Skip to content
This repository has been archived by the owner on Oct 16, 2020. It is now read-only.

Instructions for running Datadog Agent on DC/OS Enterprise with strict mode

License

Notifications You must be signed in to change notification settings

xornivore/datadog-agent-dcos-ee-strict

Folders and files

NameName
Last commit message
Last commit date

Latest commit

 

History

2 Commits
 
 
 
 
 
 
 
 

Repository files navigation

Datadog Agent on DC/OS EE Strict Mode (DRAFT)

Introduction

This guide covers deployment of the Datadog Agent and Mesos integrations on DC/OS Enterprise Edition configured to run in the Strict mode security setting.

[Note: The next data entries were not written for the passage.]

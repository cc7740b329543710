use serde_json::{json, Value};

use super::{ModerationEndpoint, ProviderAdapter, SizePolicy};
use crate::{config::ProviderConfig, models::ProviderInput};

const MODERATION_MODEL: &str = "omni-moderation-latest";

/// OpenAI Images API (`/images/generations`).
#[derive(Debug, Clone)]
pub struct OpenAiAdapter {
    config: ProviderConfig,
}

impl OpenAiAdapter {
    pub fn new(config: ProviderConfig) -> Self {
        Self { config }
    }
}

impl ProviderAdapter for OpenAiAdapter {
    fn name(&self) -> &'static str {
        "OpenAI"
    }

    fn config(&self) -> &ProviderConfig {
        &self.config
    }

    // Free-form range; the API itself rejects sizes its model does not support.
    fn size_policy(&self) -> SizePolicy {
        SizePolicy::Clamp { min: 64, max: 2048 }
    }

    fn build_request(&self, input: &ProviderInput) -> Value {
        let model = input.extras.model.as_deref().unwrap_or(&self.config.model);
        // gpt-image models always answer with b64_json and reject response_format.
        let mut payload = json!({
            "model": model,
            "prompt": input.prompt,
            "size": input.size(),
        });

        if let Some(obj) = payload.as_object_mut() {
            if let Some(quality) = &input.extras.quality {
                obj.insert("quality".to_string(), json!(quality));
            }
            if model.starts_with("dall-e-3") {
                if let Some(style) = &input.extras.style {
                    obj.insert("style".to_string(), json!(style));
                }
            }
        }

        payload
    }

    fn moderation(&self) -> Option<ModerationEndpoint> {
        Some(ModerationEndpoint {
            url: format!("{}/moderations", self.config.api_base),
            model: MODERATION_MODEL.to_string(),
        })
    }
}

#[cfg(test)]
mod tests {
    use super::*;
    use crate::models::GenerationExtras;

    fn input(extras: GenerationExtras) -> ProviderInput {
        ProviderInput {
            prompt: "a red fox".into(),
            width: 1024,
            height: 768,
            extras,
        }
    }

    #[test]
    fn test_payload_shape() {
        let adapter = OpenAiAdapter::new(ProviderConfig::openai());
        let payload = adapter.build_request(&input(GenerationExtras::default()));
        assert_eq!(
            payload,
            json!({ "model": "gpt-image-1", "prompt": "a red fox", "size": "1024x768" })
        );
        assert!(payload.get("response_format").is_none());
    }

    #[test]
    fn test_extras_and_style_gate() {
        let adapter = OpenAiAdapter::new(ProviderConfig::openai());
        let payload = adapter.build_request(&input(GenerationExtras {
            quality: Some("high".into()),
            style: Some("vivid".into()),
            model: None,
        }));
        assert_eq!(payload["quality"], "high");
        assert!(payload.get("style").is_none());

        let payload = adapter.build_request(&input(GenerationExtras {
            quality: None,
            style: Some("vivid".into()),
            model: Some("dall-e-3".into()),
        }));
        assert_eq!(payload["model"], "dall-e-3");
        assert_eq!(payload["style"], "vivid");
    }

    #[test]
    fn test_endpoints_follow_api_base() {
        let adapter =
            OpenAiAdapter::new(ProviderConfig::openai().with_api_base("http://localhost:4010/v1"));
        assert_eq!(adapter.endpoint(), "http://localhost:4010/v1/images/generations");
        assert_eq!(
            adapter.moderation().unwrap().url,
            "http://localhost:4010/v1/moderations"
        );
        assert_eq!(adapter.size_policy(), SizePolicy::Clamp { min: 64, max: 2048 });
    }
}
use std::collections::HashMap;
use std::sync::Arc;

use actix_web::{
    http::{header, StatusCode},
    web, App, HttpRequest, HttpResponse, HttpServer,
};
use serde_json::json;

use crate::{
    avatar::{AvatarClient, AvatarRequest},
    config::Config,
    models::{ProxyResponse, RequestBody},
    providers::ProviderKind,
    proxy::{error_response, ImageProxy},
    transport::{HttpTransport, ReqwestTransport},
};

/// Shared, read-only application state.
#[derive(Clone)]
pub struct AppState {
    proxies: HashMap<ProviderKind, ImageProxy>,
    avatars: AvatarClient,
}

impl AppState {
    pub fn from_config(config: &Config, transport: Arc<dyn HttpTransport>) -> Self {
        let mut proxies = HashMap::new();
        for (kind, provider_config) in [
            (ProviderKind::OpenAi, config.openai.clone()),
            (ProviderKind::Xai, config.xai.clone()),
        ] {
            let proxy = ImageProxy::new(kind.adapter(provider_config), transport.clone())
                .with_moderation(config.moderation);
            proxies.insert(kind, proxy);
        }

        Self {
            proxies,
            avatars: AvatarClient::with_base(transport, config.avatar_base.clone()),
        }
    }

    pub fn proxy(&self, kind: ProviderKind) -> Option<&ImageProxy> {
        self.proxies.get(&kind)
    }
}

pub fn configure(cfg: &mut web::ServiceConfig) {
    cfg.route("/health", web::get().to(health))
        .route("/api/avatar", web::get().to(avatar))
        .route("/api/generate-image-openai", web::route().to(generate_openai))
        .route("/api/generate-image-xai", web::route().to(generate_xai))
        .route("/api/generate-image/{provider}", web::route().to(generate_by_name));
}

pub async fn run(config: Config) -> std::io::Result<()> {
    let transport: Arc<dyn HttpTransport> = Arc::new(ReqwestTransport::new());
    let state = web::Data::new(AppState::from_config(&config, transport));

    HttpServer::new(move || App::new().app_data(state.clone()).configure(configure))
        .bind(config.bind_address())?
        .run()
        .await
}

async fn health() -> HttpResponse {
    HttpResponse::Ok().json(json!({ "status": "ok" }))
}

async fn generate_openai(
    state: web::Data<AppState>,
    req: HttpRequest,
    body: web::Bytes,
) -> HttpResponse {
    dispatch(&state, ProviderKind::OpenAi, &req, body).await
}

async fn generate_xai(
    state: web::Data<AppState>,
    req: HttpRequest,
    body: web::Bytes,
) -> HttpResponse {
    dispatch(&state, ProviderKind::Xai, &req, body).await
}

async fn generate_by_name(
    state: web::Data<AppState>,
    path: web::Path<String>,
    req: HttpRequest,
    body: web::Bytes,
) -> HttpResponse {
    match path.parse::<ProviderKind>() {
        Ok(kind) => dispatch(&state, kind, &req, body).await,
        Err(e) => HttpResponse::NotFound().json(json!({ "error": e.to_string() })),
    }
}

async fn dispatch(
    state: &AppState,
    kind: ProviderKind,
    req: &HttpRequest,
    body: web::Bytes,
) -> HttpResponse {
    match state.proxy(kind) {
        Some(proxy) => {
            let response = proxy
                .handle(req.method().as_str(), RequestBody::Raw(body.to_vec()))
                .await;
            into_http(response)
        }
        None => HttpResponse::NotFound().json(json!({ "error": "Provider not mounted" })),
    }
}

async fn avatar(state: web::Data<AppState>, query: web::Query<AvatarRequest>) -> HttpResponse {
    match state.avatars.fetch_svg(&query).await {
        Ok(svg) => HttpResponse::Ok()
            .insert_header((header::CONTENT_TYPE, "image/svg+xml"))
            .body(svg),
        Err(e) => into_http(error_response(&e)),
    }
}

fn into_http(response: ProxyResponse) -> HttpResponse {
    let status =
        StatusCode::from_u16(response.status).unwrap_or(StatusCode::INTERNAL_SERVER_ERROR);
    let mut builder = HttpResponse::build(status);
    if let Some(allow) = response.allow {
        builder.insert_header((header::ALLOW, allow));
    }
    builder.json(response.body)
}

#[cfg(test)]
mod tests {
    use super::*;
    use crate::config::ProviderConfig;
    use crate::transport::mock::MockTransport;
    use actix_web::{body::to_bytes, test};
    use serde_json::Value;

    fn state(transport: Arc<MockTransport>) -> web::Data<AppState> {
        let config = Config::new()
            .with_moderation(false)
            .with_openai(ProviderConfig::openai().with_api_key("sk-test"))
            .with_xai(ProviderConfig::xai());
        web::Data::new(AppState::from_config(&config, transport))
    }

    #[actix_web::test]
    async fn test_get_is_405_with_allow_header() {
        let app = test::init_service(
            App::new()
                .app_data(state(Arc::new(MockTransport::new())))
                .configure(configure),
        )
        .await;

        let req = test::TestRequest::get()
            .uri("/api/generate-image-openai")
            .to_request();
        let resp = test::call_service(&app, req).await;
        assert_eq!(resp.status(), StatusCode::METHOD_NOT_ALLOWED);
        assert_eq!(resp.headers().get(header::ALLOW).unwrap(), "POST");
    }

    #[actix_web::test]
    async fn test_post_returns_image() {
        let transport = Arc::new(
            MockTransport::new().push_json(200, json!({ "data": [{ "b64_json": "QQ==" }] })),
        );
        let app = test::init_service(
            App::new()
                .app_data(state(transport.clone()))
                .configure(configure),
        )
        .await;

        let req = test::TestRequest::post()
            .uri("/api/generate-image/openai")
            .set_payload(r#"{"prompt":"a cat","width":256}"#)
            .to_request();
        let body: Value = test::call_and_read_body_json(&app, req).await;
        assert_eq!(body, json!({ "image": "QQ==", "mime": "image/png" }));
        assert_eq!(transport.call_count(), 1);
    }

    #[actix_web::test]
    async fn test_unconfigured_provider_is_500() {
        let transport = Arc::new(MockTransport::new());
        let app = test::init_service(
            App::new()
                .app_data(state(transport.clone()))
                .configure(configure),
        )
        .await;

        let req = test::TestRequest::post()
            .uri("/api/generate-image-xai")
            .set_payload(r#"{"prompt":"a cat"}"#)
            .to_request();
        let resp = test::call_service(&app, req).await;
        assert_eq!(resp.status(), StatusCode::INTERNAL_SERVER_ERROR);
        assert_eq!(transport.call_count(), 0);
    }

    #[actix_web::test]
    async fn test_unknown_provider_is_404() {
        let app = test::init_service(
            App::new()
                .app_data(state(Arc::new(MockTransport::new())))
                .configure(configure),
        )
        .await;

        let req = test::TestRequest::post()
            .uri("/api/generate-image/midjourney")
            .to_request();
        let resp = test::call_service(&app, req).await;
        assert_eq!(resp.status(), StatusCode::NOT_FOUND);
    }

    #[actix_web::test]
    async fn test_avatar_route_returns_svg() {
        let transport = Arc::new(MockTransport::new().push_bytes(
            200,
            "image/svg+xml",
            b"<svg><script>x()</script></svg>",
        ));
        let app = test::init_service(
            App::new()
                .app_data(state(transport))
                .configure(configure),
        )
        .await;

        let req = test::TestRequest::get()
            .uri("/api/avatar?seed=nova&style=bottts&size=64")
            .to_request();
        let resp = test::call_service(&app, req).await;
        assert_eq!(resp.status(), StatusCode::OK);
        assert_eq!(
            resp.headers().get(header::CONTENT_TYPE).unwrap(),
            "image/svg+xml"
        );
        let bytes = to_bytes(resp.into_body()).await.unwrap();
        assert_eq!(&bytes[..], b"<svg></svg>");
    }

    #[actix_web::test]
    async fn test_health() {
        let app = test::init_service(
            App::new()
                .app_data(state(Arc::new(MockTransport::new())))
                .configure(configure),
        )
        .await;
        let req = test::TestRequest::get().uri("/health").to_request();
        let body: Value = test::call_and_read_body_json(&app, req).await;
        assert_eq!(body["status"], "ok");
    }
}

The following custom Docker image is currently required for the Datadog Agent to be able to run in this configuration:

datadog/agent-dev:dcos-auth-py3

Pre-Requisites

In order to follow this guide you need to have DC/OS CLI installed and be able to authenticate to your cluster with an account that has superuser privileges.

Note: This guide has been tested with DC/OS Enterprise 2.1 but should work for ealier versions as well.

Service Account

A service account needs to be created for Datadog Agent containers in order to access application endpoints on agent and master nodes. The service account principal name and the private key will be provided to the configuration of the Datadog Agent containers in the later steps of this guide.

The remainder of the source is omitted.